AARP Eye Center
Administers of the covid vaccine in nursing homes and other type of senior/disabled congregate living facilities have to have an authorization (consent form) signed by the receiver of the vaccine or their designate if the person is unable to do it for themselves.
If you are a health care authority designate for someone check with the facility on this Consent Form.
They are suppose to be sending out messages to you - so this is just a heads-up. Don't procrastinate - when the vaccine gets to them, you want this paperwork to be ready.
Hopefully - not to much of this will go on -
from the link ~
About 3 million people — most of them elderly — live in nursing homes, assisted living centers and group homes, where more than 105,000 residents have died of COVID-19. They should be among the first Americans to receive vaccines, along with health care workers, according to recommendations from the Centers for Disease Control and Prevention and various state plans.

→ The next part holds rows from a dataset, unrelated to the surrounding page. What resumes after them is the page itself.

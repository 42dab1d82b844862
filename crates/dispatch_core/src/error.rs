//! Crate-wide error type.
//!
//! One `DispatchError` enum covers every failure mode named in the
//! dispatch engine's error design: provider/persistence failures propagate
//! with `#[source]`, configuration problems surface at startup, and
//! assignment infeasibility is carried as data (`DeferralReason`), never as
//! an error variant.

use thiserror::Error;

pub type Result<T, E = DispatchError> = std::result::Result<T, E>;

#[derive(Debug, Error)]
pub enum DispatchError {
    #[error("route provider failed: {0}")]
    RouteProvider(#[source] Box<dyn std::error::Error + Send + Sync>),

    #[error("persistence operation failed: {0}")]
    Persistence(#[source] Box<dyn std::error::Error + Send + Sync>),

    #[error("configuration error: {0}")]
    Configuration(String),

    #[error("run was cancelled before completion")]
    Cancelled,
}

impl DispatchError {
    pub fn route_provider(err: impl std::error::Error + Send + Sync + 'static) -> Self {
        DispatchError::RouteProvider(Box::new(err))
    }

    pub fn persistence(err: impl std::error::Error + Send + Sync + 'static) -> Self {
        DispatchError::Persistence(Box::new(err))
    }

    pub fn configuration(message: impl ToString) -> Self {
        DispatchError::Configuration(message.to_string())
    }
}

impl From<config::ConfigError> for DispatchError {
    fn from(err: config::ConfigError) -> Self {
        DispatchError::Configuration(err.to_string())
    }
}

impl From<reqwest::Error> for DispatchError {
    fn from(err: reqwest::Error) -> Self {
        DispatchError::RouteProvider(Box::new(err))
    }
}

/// Why a cluster was not assigned a driver in a given pass. A closed set,
/// not a bare string, so callers can match on it; `Display` renders the
/// exact motivation text the strict/relaxation passes record.
#[derive(Debug, Clone, PartialEq, Eq)]
pub enum DeferralReason {
    NoDriversAvailable,
    NoFeasibleDriver,
    NoDriverAvailable,
    HotnessConstraintNotMet,
    LatenessExceeded { tolerance_minutes: i64 },
}

impl std::fmt::Display for DeferralReason {
    fn fmt(&self, f: &mut std::fmt::Formatter<'_>) -> std::fmt::Result {
        match self {
            DeferralReason::NoDriversAvailable => write!(f, "No drivers available"),
            DeferralReason::NoFeasibleDriver => write!(f, "No feasible driver"),
            DeferralReason::NoDriverAvailable => write!(f, "No driver available"),
            DeferralReason::HotnessConstraintNotMet => write!(f, "Hotness constraint not met"),
            DeferralReason::LatenessExceeded { tolerance_minutes } => {
                write!(f, "Lateness > {tolerance_minutes} mins")
            }
        }
    }
}
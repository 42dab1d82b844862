//! Route Planner (S4). Grounded on
//! `orders_optimizer.py::compute_cluster_route` and
//! `open_route_service.py::format_direction_response`'s `visited_to_coord`
//! index: the depot bookends the coordinate list, the provider reorders
//! interior stops, and the response's visited order is mapped back to the
//! original order list to recover segment start/end addresses.

use crate::error::Result;
use crate::geo::Coordinate;
use crate::models::order::DeliveryAddress;
use crate::models::{ClusterRoute, DeliveryStep, Order, RouteSegment};
use crate::route_provider::RouteProvider;

/// A fixed depot location, bookending every cluster's coordinate list.
#[derive(Debug, Clone)]
pub struct Depot {
    pub coordinate: Coordinate,
    pub address: DeliveryAddress,
}

/// Builds a `ClusterRoute` for the given orders, per spec.md §4.4.
/// `orders` is mutated in place to the post-optimisation visiting order so
/// that `Cluster::orders` ends up route-ordered, matching §3's "member
/// orders (ordered — the visiting order defined by the optimised route)".
pub async fn compute_cluster_route(
    orders: &mut Vec<Order>,
    depot: &Depot,
    provider: &dyn RouteProvider,
) -> Result<ClusterRoute> {
    if orders.is_empty() {
        return Ok(ClusterRoute {
            id: short_id(),
            total_distance_meters: 0.0,
            total_duration_secs: 0.0,
            segments: vec![RouteSegment {
                distance_meters: 0.0,
                duration_secs: 0.0,
                duration_from_start_secs: 0.0,
                start_address: depot.address.clone(),
                end_address: depot.address.clone(),
                terminal_address: depot.address.clone(),
                steps: Vec::new(),
            }],
        });
    }

    let mut coords = Vec::with_capacity(orders.len() + 2);
    coords.push(depot.coordinate);
    coords.extend(orders.iter().map(|o| o.coordinate));
    coords.push(depot.coordinate);

    let response = provider.get_directions(&coords).await?;

    // `visited_to_coord`: for each interior visited coordinate, its
    // position in the *original* input list (depot bookends excluded).
    // Ties (coincident coordinates) resolve to the first unmatched
    // original order, preserving input order — matching the stable
    // tie-break spec.md requires of this stage's sibling clustering step.
    let mut claimed = vec![false; orders.len()];
    let visited_interior = &response.visited_order[1..response.visited_order.len().saturating_sub(1)];
    let mut visited_to_order_idx = Vec::with_capacity(visited_interior.len());
    for visited in visited_interior {
        let mut matched = None;
        for (idx, order) in orders.iter().enumerate() {
            if claimed[idx] {
                continue;
            }
            if coordinates_match(order.coordinate, *visited) {
                matched = Some(idx);
                break;
            }
        }
        let idx = matched.unwrap_or(0);
        claimed[idx] = true;
        visited_to_order_idx.push(idx);
    }

    // Reorder `orders` to match the route's visiting order.
    let reordered: Vec<Order> = visited_to_order_idx
        .iter()
        .map(|&idx| orders[idx].clone())
        .collect();
    *orders = reordered;

    let mut segments = Vec::with_capacity(response.segments.len());
    let mut running_duration = 0.0;
    for (i, segment) in response.segments.into_iter().enumerate() {
        let start_address = if i == 0 {
            depot.address.clone()
        } else {
            orders[i - 1].delivery_address.clone()
        };
        let end_address = if i + 1 == orders.len() + 1 {
            depot.address.clone()
        } else {
            orders[i].delivery_address.clone()
        };
        let terminal_address = end_address.clone();

        let mut step_running_duration = running_duration;
        let steps = segment
            .steps
            .into_iter()
            .map(|step| {
                step_running_duration += step.duration_secs;
                DeliveryStep {
                    road_name: step.road_name,
                    step_type: step.step_type,
                    distance_meters: step.distance_meters,
                    duration_secs: step.duration_secs,
                    duration_from_start_secs: step_running_duration,
                    instruction: step.instruction,
                    waypoint_indices: step.waypoint_indices,
                }
            })
            .collect();

        running_duration += segment.duration_secs;

        segments.push(RouteSegment {
            distance_meters: segment.distance_meters,
            duration_secs: segment.duration_secs,
            duration_from_start_secs: running_duration,
            start_address,
            end_address,
            terminal_address,
            steps,
        });
    }

    Ok(ClusterRoute {
        id: short_id(),
        total_distance_meters: response.summary.distance_meters,
        total_duration_secs: response.summary.duration_secs,
        segments,
    })
}

fn coordinates_match(a: Coordinate, b: Coordinate) -> bool {
    (a.lon - b.lon).abs() < 1e-9 && (a.lat - b.lat).abs() < 1e-9
}

fn short_id() -> String {
    uuid::Uuid::new_v4().simple().to_string()[..8].to_string()
}

#[cfg(test)]
mod tests {
    use super::*;
    use crate::route_provider::InMemoryRouteProvider;
    use crate::test_support::fixtures::{depot_at, order_at};
    use chrono::Utc;

    #[tokio::test]
    async fn route_has_n_plus_one_segments() {
        let provider = InMemoryRouteProvider::default();
        let depot = depot_at(Coordinate::new(9.19, 45.4642));
        let now = Utc::now();
        let mut orders = vec![
            order_at(1, Coordinate::new(9.20, 45.47), now),
            order_at(2, Coordinate::new(9.21, 45.48), now),
            order_at(3, Coordinate::new(9.22, 45.49), now),
        ];

        let route = compute_cluster_route(&mut orders, &depot, &provider)
            .await
            .unwrap();

        assert_eq!(route.segments.len(), orders.len() + 1);
        assert_eq!(route.order_count(), orders.len());

        let mut last = 0.0;
        for segment in &route.segments {
            assert!(segment.duration_from_start_secs >= last);
            last = segment.duration_from_start_secs;
        }
        assert_eq!(route.segments.first().unwrap().start_address, depot.address);
        assert_eq!(route.segments.last().unwrap().end_address, depot.address);
    }

    #[tokio::test]
    async fn degenerate_coincident_coordinates_yield_zero_cost_segments() {
        let provider = InMemoryRouteProvider::default();
        let point = Coordinate::new(9.19, 45.4642);
        let depot = depot_at(point);
        let now = Utc::now();
        let mut orders = vec![order_at(1, point, now), order_at(2, point, now)];

        let route = compute_cluster_route(&mut orders, &depot, &provider)
            .await
            .unwrap();
        assert_eq!(route.total_distance_meters, 0.0);
        assert_eq!(route.total_duration_secs, 0.0);
    }
}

But long-term care residents’ participation in the fastest and most extensive vaccination effort in U.S. history is clouded by a significant complication: More than half have cognitive impairment or dementia.
This raises a number of questions. Will all older adults in long-term care understand the details of the vaccines and be able to consent to getting them? If individual consent isn’t possible, how will families and surrogate decision-makers get the information they need on a timely basis?
And what if surrogates don’t agree with the decision an elderly person has made and try to intervene?